By M L Satyan

Coimbatore, Aug 27, 2024: As India is witnessing an upsurge of sexual abuses, we tend to think that we need to protect girls. Continuous advice is given to parents: “Protect your daughters.”

In fact, this advice is not debated. But a spontaneous question arises: “Is it enough to protect our daughters?” At this introspective stage, I received a thought-provoking WhatsApp picture with a caption: “Educate your sons.”

Frightening Facts:

• An average 90 rapes a day were reported in India in 2022, according to data from India’s National Crime Records Bureau (NCRB).
• We are now in 2024. The true figure is likely to be much higher, as many such crimes go unreported due to fear of reprisal, prevailing stigmas around victims and a lack of faith in police investigations.
• In 2023, the Georgetown Institute for Women, Peace and Security ranked India 128 among 177 countries in its annual index on women’s inclusion, justice and security.
• According to the World Bank, 35 percent of Indian women between the ages of 15 and 49 have experienced physical or sexual violence at the hands of their partners, higher than the world average of 27 percent.
• Nearly 45,000 rape cases were investigated between 2022 and 2023, the latest year for which statistics are available from India’s NCRB. But among the cases that went to trial, there were convictions in just over 5,000 — a rate of 27.4 percent, lower than for cases of murder, kidnapping and other violent crimes.
• Many schools lack policies around sexual harassment, teachers often feel ill-prepared to identify or intervene when they witness harassment, and students have little trust that adults will protect them even if they do speak up.
• Too many young people receive confusing and conflicting information about puberty, relationships, love and sex, as they make the transition from childhood to adulthood.

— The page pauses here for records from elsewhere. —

use llmclient::sse::{SseLimits, SseScanner};

#[test]
fn total_byte_budget_is_enforced_across_feeds() {
    let mut scanner = SseScanner::new(SseLimits {
        max_total_bytes: 10,
        ..SseLimits::default()
    });
    assert!(scanner.feed(b"data: 12345\n\n", |_| true, || true).is_err());
}

#[test]
fn frame_budget_accumulates_across_multiple_data_lines() {
    let mut scanner = SseScanner::new(SseLimits {
        max_frame_bytes: 6,
        ..SseLimits::default()
    });
    let result = scanner.feed(b"data: abc\ndata: def\ndata: ghi\n\n", |_| true, || true);
    assert!(result.is_err());
}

A growing number of studies show that young people are turning to the digital environment as a key source of information about sexuality.
• Gender abusive languages, taking the name of a mother or sister, have become normal and accepted among the youth.

Comprehensive Sexuality Education:

It is a curriculum-based process of teaching and learning about the cognitive, emotional, physical and social aspects of sexuality. It aims to equip children and young people with knowledge, skills, attitudes and values that empowers them to realize their health, well-being and dignity; develop respectful social and sexual relationships; consider how their choices affect their own well-being and that of others; and understand and ensure the protection of their rights throughout their lives.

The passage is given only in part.